> _Task_
Below are entries. Reproduce exactly the lines between the line holding "pub fn mutate<R>(&self, f: impl" and the line holding "it to durability", inclusive, and only those.

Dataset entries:
┌──
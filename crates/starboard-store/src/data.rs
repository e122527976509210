//! Data handle - authoritative in-memory document with write-through
//!
//! Owns the live `StarboardDocument` and exposes atomic read and
//! read-modify-write plus an explicit `persist`. The engine performs all
//! mutations inside its per-message critical section and persists after
//! releasing the lock; a failed durable write leaves the in-memory state
//! correct, so a later successful persist reconciles.

use parking_lot::RwLock;
use std::sync::Arc;

use tracing::info;

use starboard_core::{KeyValueStore, StoreResult};

use crate::document::{StarboardDocument, RECORD_KEY};

/// Shared handle to the bot's persisted state
#[derive(Clone)]
pub struct StarboardData {
    inner: Arc<Inner>,
}

struct Inner {
    document: RwLock<StarboardDocument>,
    store: Arc<dyn KeyValueStore>,
}

impl StarboardData {
    /// Load the named record from the store, or start fresh if absent
    pub fn load(store: Arc<dyn KeyValueStore>) -> StoreResult<Self> {
        let document = match store.get(RECORD_KEY) {
            Some(value) => serde_json::from_value(value)?,
            None => StarboardDocument::new(),
        };
        info!(
            entries = document.starboard.len(),
            "Loaded starboard record"
        );
        Ok(Self {
            inner: Arc::new(Inner {
                document: RwLock::new(document),
                store,
            }),
        })
    }

    /// Read the document under the state lock
    pub fn read<R>(&self, f: impl FnOnce(&StarboardDocument) -> R) -> R {
        f(&self.inner.document.read())
    }

    /// Mutate the document atomically (in memory only)
    pub fn mutate<R>(&self, f: impl FnOnce(&mut StarboardDocument) -> R) -> R {
        f(&mut self.inner.document.write())
    }

    /// Rewrite the full record into the store and flush it to durability
    pub async fn persist(&self) -> StoreResult<()> {
        let value = {
            let document = self.inner.document.read();
            serde_json::to_value(&*document)?
        };
        self.inner.store.set(RECORD_KEY, value);
        self.inner.store.flush().await
    }
}

impl std::fmt::Debug for StarboardData {
    fn fmt(&self, f: &mut std::fmt::Formatter<'_>) -> std::fmt::Result {
        f.debug_struct("StarboardData")
            .field("entries", &self.read(|doc| doc.starboard.len()))
            .finish()
    }
}
impl RunOptions {
    /// An empty option store.
    #[must_use]
    pub fn new() -> Self {
        Self::default()
    }

    /// Parse command-line arguments (excluding the program name).
    ///
    /// Accepts `--key=value`, boolean `--key`, `-f <file>` and `-@ <file>`.
    /// Anything else is rejected.
    pub fn parse_args<S: AsRef<str>>(args: &[S]) -> FabberResult<Self> {
        let mut opts = Self::new();
        let mut i = 0;
        while i < args.len() {
            let arg = args[i].as_ref();
            if arg == "-f" {
                i += 1;
                let file = args.get(i).map(S::as_ref).ok_or_else(|| {
                    FabberError::invalid_option("-f", "<none>", "expected a filename after -f")
                })?;
                opts.parse_param_file(Path::new(file))?;
            } else if arg == "-@" {
                i += 1;
                let file = args.get(i).map(S::as_ref).ok_or_else(|| {
                    FabberError::invalid_option("-@", "<none>", "expected a filename after -@")
                })?;
                opts.parse_old_style_param_file(Path::new(file))?;
            } else if let Some(key) = arg.strip_prefix("--") {
                opts.add_key_equals_value(key, false)?;
            } else {
                return Err(FabberError::invalid_option(
                    arg,
                    "",
                    "option does not begin with --",
                ));
            }
            i += 1;
        }
        Ok(opts)
    }

    /// Parse a parameter file: one `--key=value` or `key=value` per line,
    /// `#` comments, surrounding whitespace stripped, blank lines ignored.
    pub fn parse_param_file(&mut self, path: &Path) -> FabberResult<()> {
        let content = fs::read_to_string(path)
            .map_err(|e| FabberError::data_load(path, format!("could not read options file: {e}")))?;
        for line in content.lines() {
            let line = line.trim();
            if line.is_empty() || line.starts_with('#') {
                continue;
            }
            let exp = line.strip_prefix("--").unwrap_or(line);
            self.add_key_equals_value(exp, true)?;
        }
        Ok(())
    }

    /// Parse a legacy whitespace-separated option file. Each word must be a
    /// `--option[=value]` or a `#` comment running to end of line; `-@` is
    /// forbidden inside the file.
    pub fn parse_old_style_param_file(&mut self, path: &Path) -> FabberResult<()> {
        let content = fs::read_to_string(path)
            .map_err(|e| FabberError::data_load(path, format!("could not read -@ file: {e}")))?;
        for line in content.lines() {
            for word in line.split_whitespace() {
                if word.starts_with('#') {
                    // Comment runs to end of line
                    break;
                } else if let Some(key) = word.strip_prefix("--") {
                    self.add_key_equals_value(key, false)?;
                } else if word.starts_with("-@") {
                    return Err(FabberError::invalid_option(
                        "-@",
                        word,
                        "-@ can only be used on the command line",
                    ));
                } else {
                    return Err(FabberError::invalid_option(
                        word,
                        "",
                        format!("invalid data found in file '{}'", path.display()),
                    ));
                }
            }
        }
        Ok(())
    }

    /// Add one `key=value` (or bare `key`) expression.
    fn add_key_equals_value(&mut self, exp: &str, trim_comments: bool) -> FabberResult<()> {
        match exp.find('=') {
            Some(eq) => {
                let key = trim(&exp[..eq]).to_string();
                let mut value = &exp[eq + 1..];
                if trim_comments {
                    if let Some(hash) = value.find('#') {
                        value = &value[..hash];
                    }
                }
                let value = trim(value).to_string();
                if let Some(existing) = self.params.get(&key) {
                    return Err(FabberError::invalid_option(
                        key.clone(),
                        value,
                        format!("already has a value: {existing}"),
                    ));
                }
                self.params.insert(key, value);
            }
            None => {
                let key = trim(exp).to_string();
                if self.params.contains_key(&key) {
                    return Err(FabberError::invalid_option(
                        key,
                        "",
                        "option given more than once",
                    ));
                }
                self.params.insert(key, String::new());
            }
        }
        Ok(())
    }

    /// Set a string-valued option programmatically.
    pub fn set(&mut self, key: impl Into<String>, value: impl Into<String>) {
        self.params.insert(key.into(), value.into());
    }

    /// Set or clear a boolean option.
    pub fn set_bool(&mut self, key: impl Into<String>, value: bool) {
        let key = key.into();
        if value {
            self.params.insert(key, String::new());
        } else {
            self.params.remove(&key);
        }
    }

    /// Remove an option.
    pub fn unset(&mut self, key: &str) {
        self.params.remove(key);
    }

    /// Whether the key is present at all.
    #[must_use]
    pub fn have_key(&self, key: &str) -> bool {
        self.params.contains_key(key)
    }

    /// Iterate (key, value) pairs, for logging.
    pub fn iter(&self) -> impl Iterator<Item = (&str, &str)> {
        self.params.iter().map(|(k, v)| (k.as_str(), v.as_str()))
    }

    /// A mandatory string option.
    pub fn get_str(&self, key: &str) -> FabberResult<&str> {
        match self.params.get(key) {
            None => Err(FabberError::missing_option(key)),
            Some(v) if v.is_empty() => Err(FabberError::invalid_option(
                key,
                "<no value>",
                "value must be given",
            )),
            Some(v) => Ok(v),
        }
    }

    /// A string option with a default.
    #[must_use]
    pub fn get_str_default<'a>(&'a self, key: &str, default: &'a str) -> &'a str {
        match self.params.get(key) {
            Some(v) => v,
            None => default,
        }
    }

    /// A boolean option: present without a value.
    pub fn get_bool(&self, key: &str) -> FabberResult<bool> {
        match self.params.get(key) {
            None => Ok(false),
            Some(v) if v.is_empty() => Ok(true),
            Some(v) => Err(FabberError::invalid_option(
                key,
                v.clone(),
                "value should not be given for boolean option",
            )),
        }
    }

    /// A mandatory integer option.
    pub fn get_int(&self, key: &str) -> FabberResult<i64> {
        let v = self.get_str(key)?;
        v.parse().map_err(|_| {
            FabberError::invalid_option(key, v.to_string(), "must be an integer")
        })
    }

    /// An integer option with a default.
    pub fn get_int_default(&self, key: &str, default: i64) -> FabberResult<i64> {
        if self.have_key(key) {
            self.get_int(key)
        } else {
            Ok(default)
        }
    }

    /// A mandatory floating-point option.
    pub fn get_f64(&self, key: &str) -> FabberResult<f64> {
        let v = self.get_str(key)?;
        v.parse().map_err(|_| {
            FabberError::invalid_option(key, v.to_string(), "must be a number")
        })
    }

    /// A floating-point option with a default.
    pub fn get_f64_default(&self, key: &str, default: f64) -> FabberResult<f64> {
        if self.have_key(key) {
            self.get_f64(key)
        } else {
            Ok(default)
        }
    }

    /// Resolve (and create) the output directory.
    ///
    /// If the configured directory exists and `--overwrite` is not set, `+`
    /// is appended until a free name is found, giving up after 50 attempts.
    pub fn resolve_output_dir(&self) -> FabberResult<PathBuf> {
        let basename = self.get_str_default("output", "");
        if basename.is_empty() {
            return Ok(PathBuf::from("."));
        }
        let overwrite = self.get_bool("overwrite")?;

        let mut dir = PathBuf::from(basename);
        for _attempt in 0..50 {
            match fs::create_dir(&dir) {
                Ok(()) => return Ok(dir),
                Err(e) if e.kind() == std::io::ErrorKind::AlreadyExists => {
                    if overwrite && dir.is_dir() {
                        return Ok(dir);
                    }
                    dir = PathBuf::from(format!("{}+", dir.display()));
                }
                Err(e) => {
                    return Err(FabberError::internal(format!(
                        "cannot create output directory '{}': {e}",
                        dir.display()
                    )))
                }
            }
        }
        Err(FabberError::internal(format!(
            "cannot create output directory (bad path, or too many + signs?): {}",
            dir.display()
        )))
    }

    /// The save flags for this run, with the compatibility defaults: means,
    /// stds, zstats, noise moments, free energy and final MVN are written
    /// unless the data is unavailable; model fit and residuals are opt-in.
    pub fn save_flags(&self) -> FabberResult<SaveFlags> {
        Ok(SaveFlags {
            mean: self.get_bool("save-mean")? || !self.have_key("save-mean"),
            std: self.get_bool("save-std")? || !self.have_key("save-std"),
            zstat: self.get_bool("save-zstat")? || !self.have_key("save-zstat"),
            noise_mean: self.get_bool("save-noise-mean")? || !self.have_key("save-noise-mean"),
            noise_std: self.get_bool("save-noise-std")? || !self.have_key("save-noise-std"),
            free_energy: self.get_bool("save-free-energy")? || !self.have_key("save-free-energy"),
            mvn: self.get_bool("save-mvn")? || !self.have_key("save-mvn"),
            model_fit: self.get_bool("save-model-fit")?,
            residuals: self.get_bool("save-residuals")?,
        })
    }
}
//! Scalar distribution parameters.
//!
//! [`DistParams`] describes a univariate Gaussian in terms of mean and
//! variance and is used for per-parameter priors and posteriors in *model
//! space*. [`GammaParams`] describes the Gamma distribution placed on the
//! observation-noise precision.

use serde::{Deserialize, Serialize};

use crate::error::{FabberError, FabberResult};

/// Mean and variance of a univariate Gaussian.
///
/// Immutable once constructed. The precision is derived rather than stored
/// so the two views can never disagree.
#[derive(Debug, Clone, Copy, PartialEq, Serialize, Deserialize)]
pub struct DistParams {
    mean: f64,
    var: f64,
}

impl DistParams {
    /// Create distribution parameters from a mean and variance.
    ///
    /// Returns an error unless the variance is finite and positive.
    pub fn new(mean: f64, var: f64) -> FabberResult<Self> {
        if !var.is_finite() || var <= 0.0 {
            return Err(FabberError::numerical(format!(
                "distribution variance must be finite and positive, got {var}"
            )));
        }
        Ok(Self { mean, var })
    }

    /// The mean.
    #[must_use]
    pub fn mean(&self) -> f64 {
        self.mean
    }

    /// The variance.
    #[must_use]
    pub fn var(&self) -> f64 {
        self.var
    }

    /// The precision (reciprocal variance).
    #[must_use]
    pub fn prec(&self) -> f64 {
        1.0 / self.var
    }
}

impl Default for DistParams {
    /// A standard normal: mean 0, variance 1.
    fn default() -> Self {
        Self {
            mean: 0.0,
            var: 1.0,
        }
    }
}

/// Shape and scale of a Gamma distribution over a precision.
///
/// Invariant: both parameters are strictly positive.
#[derive(Debug, Clone, Copy, PartialEq, Serialize, Deserialize)]
pub struct GammaParams {
    /// Shape parameter c.
    pub shape: f64,
    /// Scale parameter s.
    pub scale: f64,
}

impl GammaParams {
    /// Create Gamma parameters, validating positivity.
    pub fn new(shape: f64, scale: f64) -> FabberResult<Self> {
        if !(shape > 0.0 && shape.is_finite() && scale > 0.0 && scale.is_finite()) {
            return Err(FabberError::numerical(format!(
                "Gamma parameters must be finite and positive, got shape={shape}, scale={scale}"
            )));
        }
        Ok(Self { shape, scale })
    }

    /// The mean c·s, which for a precision Gamma is E[φ].
    #[must_use]
    pub fn mean(&self) -> f64 {
        self.shape * self.scale
    }

    /// The variance c·s².
    #[must_use]
    pub fn var(&self) -> f64 {
        self.shape * self.scale * self.scale
    }
}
└──
> _Solution to the problem_
    pub fn mutate<R>(&self, f: impl FnOnce(&mut StarboardDocument) -> R) -> R {
        f(&mut self.inner.document.write())
    }

    /// Rewrite the full record into the store and flush it to durability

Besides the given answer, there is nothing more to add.